Nous n’avions parcouru que quelques pas sous le couvert des arbres quand il s’arrêta. Nous étions tout près du sentier, je distinguais encore la maison. Tu parles d’une balade ! Il s’adossa à un tronc et me dévisagea impassible.
— Allons-y, discutons, décrétai-je.
Une manière de bravoure que j’étais loin de ressentir. Il prit une grande aspiration.
— Nous partons, Bella.
J’inhalai moi aussi. C’était une option acceptable à laquelle je m’étais préparée. N’empêche.
— Pourquoi maintenant ? Encore un an, et...
— Il est grand temps, Bella. Nous ne nous sommes déjà que trop attardés à Forks. Carlisle a beau prétendre avoir trente-trois ans, il a l’air d’un gamin. C’était inéluctable, alors aujourd’hui ou demain...
Je perdis pied. J’avais cru que le seul intérêt de notre départ était de laisser sa famille en paix. Pourquoi nous en allions-nous si les Cullen déménageaient eux aussi ? Je l’interrogeai du regard, le cerveau en ébullition. Il me toisa froidement. Soudain, je compris ma méprise, et la nausée me monta à la gorge.
— Quand tu dis nous..., chuchotai-je.
— Il s’agit de moi et des miens.
Chacun des mots martelé avec soin. J’agitai la tête de haut en bas, mécanique destinée à m’éclaircir les idées. Il attendit sereinement. Il me fallut quelques minutes pour retrouver la parole.
— D’accord. Je viens aussi.
— Impossible, Bella. Notre destination... ce n’est pas un endroit pour toi.
— Quel que soit le lieu où tu es, j’y ai ma place.
— Je ne t’apporte rien de bon, Bella.
— Ne sois pas idiot.
J’avais tenté d’insuffler de la colère à cette repartie ; elle résonna comme une prière.
— Tu es ce qu’il y a de mieux dans ma vie, ajoutai-je.
— Mon univers n’est pas fait pour toi.
— Ce qui s’est passé avec Jasper, ce n’était rien, Edward, rien du tout !
— En effet. Il est juste arrivé ce qui devait tôt ou tard arriver.
— Tu as juré ! À Phœnix, tu as promis que tu resterais...
— Tant que c’était ce qu’il y avait de mieux pour toi, me rappela-t-il d’un ton brusque.
— Non ! C’est à cause de mon âme, hein ?
Je criais, à présent, et mes paroles se déversaient en un torrent furieux ; pourtant, elles avaient toujours des allures de supplique.

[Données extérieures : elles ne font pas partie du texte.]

impl<S> Repository<S>
where
    S: DocumentStore + ?Sized,
{
    /// Creates a repository with no accounting hook and the default retry policy.
    pub fn new(store: Arc<S>) -> Self {
        Self {
            store,
            hook: NoopHook::shared(),
            retry: RetryConfig::default(),
            batch_size: None,
        }
    }

    /// Reports every store call to `hook`.
    pub fn with_hook(mut self, hook: SharedHook) -> Self {
        self.hook = hook;
        self
    }

    /// Sets the retry policy of [`update_with`](Self::update_with).
    pub fn with_retry(mut self, retry: RetryConfig) -> Self {
        self.retry = retry;
        self
    }

    /// Caps the group size of batched writes below the store's maximum.
    pub fn with_batch_size(mut self, batch_size: usize) -> Self {
        self.batch_size = Some(batch_size.max(1));
        self
    }

    /// Returns the underlying store.
    pub fn store(&self) -> &Arc<S> {
        &self.store
    }

    /// Returns a pager over the same store and hook.
    pub fn pager(&self) -> EntityPager<S> {
        EntityPager::new(self.store.clone()).with_hook(self.hook.clone())
    }

    fn group_size(&self) -> usize {
        let max = self.store.max_batch_size();
        self.batch_size.map_or(max, |size| size.min(max))
    }

    /// Creates one entity, stamping its id and timestamps.
    #[tracing::instrument(skip_all, target = TRACING_TARGET_REPOSITORY)]
    pub async fn create(&self, draft: NewEntity) -> Result<Entity> {
        let entity = draft.into_entity(Timestamp::now())?;
        self.store.create_batch(vec![entity.clone()]).await?;
        self.hook.record(Operation::Write, 1);

        tracing::debug!(
            target: TRACING_TARGET_REPOSITORY,
            id = %entity.id,
            "Entity created"
        );
        Ok(entity)
    }

    /// Fetches one entity by id.
    pub async fn get(&self, id: &str) -> Result<Option<Entity>> {
        let entity = self.store.get_by_id(id).await?;
        self.hook.record(Operation::Read, 1);
        Ok(entity)
    }

    /// Shallow-merges `patch` into an existing entity and refreshes `updatedAt`.
    ///
    /// `null` values remove attributes; system attributes cannot be patched.
    #[tracing::instrument(skip(self, patch), target = TRACING_TARGET_REPOSITORY)]
    pub async fn update(&self, id: &str, patch: Map<String, Value>) -> Result<Entity> {
        let mut entity = self
            .get(id)
            .await?
            .ok_or_else(|| pagewalk_core::Error::not_found(id))?;

        entity.merge(patch);
        entity.touch(next_write_time(entity.updated_at));
        self.store.update_batch(vec![entity.clone()]).await?;
        self.hook.record(Operation::Write, 1);

        Ok(entity)
    }

    /// Deletes one entity. Deleting a missing id succeeds.
    #[tracing::instrument(skip(self), target = TRACING_TARGET_REPOSITORY)]
    pub async fn delete(&self, id: &str) -> Result<()> {
        self.store.delete_batch(vec![id.to_owned()]).await?;
        self.hook.record(Operation::Delete, 1);
        Ok(())
    }

    /// Creates many entities in concurrently written groups.
    ///
    /// Returns the created entities in input order.
    ///
    /// # Errors
    ///
    /// Invalid drafts fail before anything is written. A group that fails
    /// leaves the other groups committed and yields [`Error::PartialBatch`].
    pub async fn create_many(&self, drafts: Vec<NewEntity>) -> Result<Vec<Entity>> {
        let now = Timestamp::now();
        let entities = drafts
            .into_iter()
            .map(|draft| draft.into_entity(now))
            .collect::<pagewalk_core::Result<Vec<_>>>()?;

        write_groups(
            "create",
            Operation::Write,
            entities.clone(),
            self.group_size(),
            &self.hook,
            |group| self.store.create_batch(group),
        )
        .await?;

        Ok(entities)
    }

    /// Replaces many existing entities in concurrently written groups,
    /// refreshing their `updatedAt`.
    ///
    /// Returns the number of entities written.
    pub async fn update_many(&self, entities: Vec<Entity>) -> Result<usize> {
        let entities = entities
            .into_iter()
            .map(|mut entity| {
                entity.touch(next_write_time(entity.updated_at));
                entity
            })
            .collect::<Vec<_>>();

        write_groups(
            "update",
            Operation::Write,
            entities,
            self.group_size(),
            &self.hook,
            |group| self.store.update_batch(group),
        )
        .await
    }

    /// Deletes many entities by id in concurrently written groups.
    ///
    /// Returns the number of ids submitted by committed groups.
    pub async fn delete_many(&self, ids: Vec<String>) -> Result<usize> {
        write_groups(
            "delete",
            Operation::Delete,
            ids,
            self.group_size(),
            &self.hook,
            |group| self.store.delete_batch(group),
        )
        .await
    }

    /// Applies `modify` to the current version of an entity and writes the
    /// result only if nobody wrote the entity in between.
    ///
    /// `modify` returns a patch merged like [`update`](Self::update). It is
    /// called again with the fresh version after every lost write, up to the
    /// retry policy's attempt limit.
    ///
    /// # Errors
    ///
    /// Returns a `Conflict` store error when every attempt lost and
    /// `NotFound` when the entity does not exist.
    #[tracing::instrument(skip(self, modify), target = TRACING_TARGET_REPOSITORY)]
    pub async fn update_with<F>(&self, id: &str, modify: F) -> Result<Entity>
    where
        F: Fn(&Entity) -> Map<String, Value> + Send + Sync,
    {
        let modify = &modify;
        self.retry
            .retry(move |attempt| self.try_update_with(id, modify, attempt))
            .await
    }

    async fn try_update_with<F>(&self, id: &str, modify: &F, attempt: u32) -> Result<Entity>
    where
        F: Fn(&Entity) -> Map<String, Value> + Send + Sync,
    {
        let current = self
            .get(id)
            .await?
            .ok_or_else(|| pagewalk_core::Error::not_found(id))?;

        let expected = current.updated_at;
        let patch = modify(&current);
        let mut next = current;
        next.merge(patch);
        next.touch(next_write_time(expected));

        if !self
            .store
            .update_if_unchanged(next.clone(), expected)
            .await?
        {
            tracing::debug!(
                target: TRACING_TARGET_REPOSITORY,
                id,
                attempt = attempt + 1,
                "Conditional write lost to a concurrent update"
            );
            return Err(Error::from(pagewalk_core::Error::conflict(id, attempt + 1)));
        }

        self.hook.record(Operation::Write, 1);
        Ok(next)
    }
}

/// Returns a write time strictly after `previous`.
fn next_write_time(previous: Timestamp) -> Timestamp {
    let now = Timestamp::now();
    if now > previous {
        return now;
    }
    previous
        .checked_add(SignedDuration::from_nanos(1))
        .unwrap_or(previous)
}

— Carlisle m’en a parlé. Je m’en moque, Edward, si tu savais comme je m’en moque ! Prends-moi mon âme. Je n’en veux pas, sans toi. Je te l’ai déjà donnée.
Il poussa un long soupir et resta quelques instants à regarder le sol sans le voir. Sa bouche frémit. Lorsqu’il releva enfin la tête, ses yeux étaient différents, plus durs – comme si leur or liquide s’était figé.
— Je ne veux pas que tu viennes, Bella, m’assena-t-il lentement, distinctement.
Ses prunelles glaciales me scrutaient. Il attendait que je comprenne enfin ce qu’il m’annonçait.
Je me répétai plusieurs fois la phrase, en isolant chaque composant pour tâcher d’en saisir le sens réel.
— Tu... me... quittes ? résumai-je tout fort, incrédule, déroutée par ce que les mots signifiaient ainsi prononcés.
— Oui.
Hébétée, je plongeai dans ses iris. Il me fixait sans l’ombre d’un regret. Ses pupilles étaient deux topazes dures, claires et abyssales, et j’eus l’impression que je pourrais m’enfoncer à l’infini dans leur insondable tréfonds sans pour autant y déceler un indice qui contredît le petit « oui » qu’il venait de proférer.
— Ça change tout.
Le calme et la maîtrise de ma voix me décontenancèrent. Sans doute étais-je trop ahurie. Je ne saisissais pas. La situation n’avait pas de sens.
— Naturellement, reprit-il en s’adressant aux arbres, une part de moi continuera à t’aimer. En quelque sorte. Mais je suis... las de jouer un rôle qui n’est pas moi. Je ne suis pas humain.
Il revint à moi – les reliefs glacés de son visage sans défauts n’étaient effectivement pas de ce monde.
— J’ai trop longtemps laissé l’imposture s’installer. J’en suis désolé.
— Arrête. Ne fais pas ça.
Mes paroles, maintenant, n’étaient plus guère qu’un chuchotis. La compréhension commençait à s’infiltrer en moi, tel un acide dans mes veines. Il me toisa, et ses yeux m’apprirent que ma prière intervenait trop tard. Il l’avait déjà fait.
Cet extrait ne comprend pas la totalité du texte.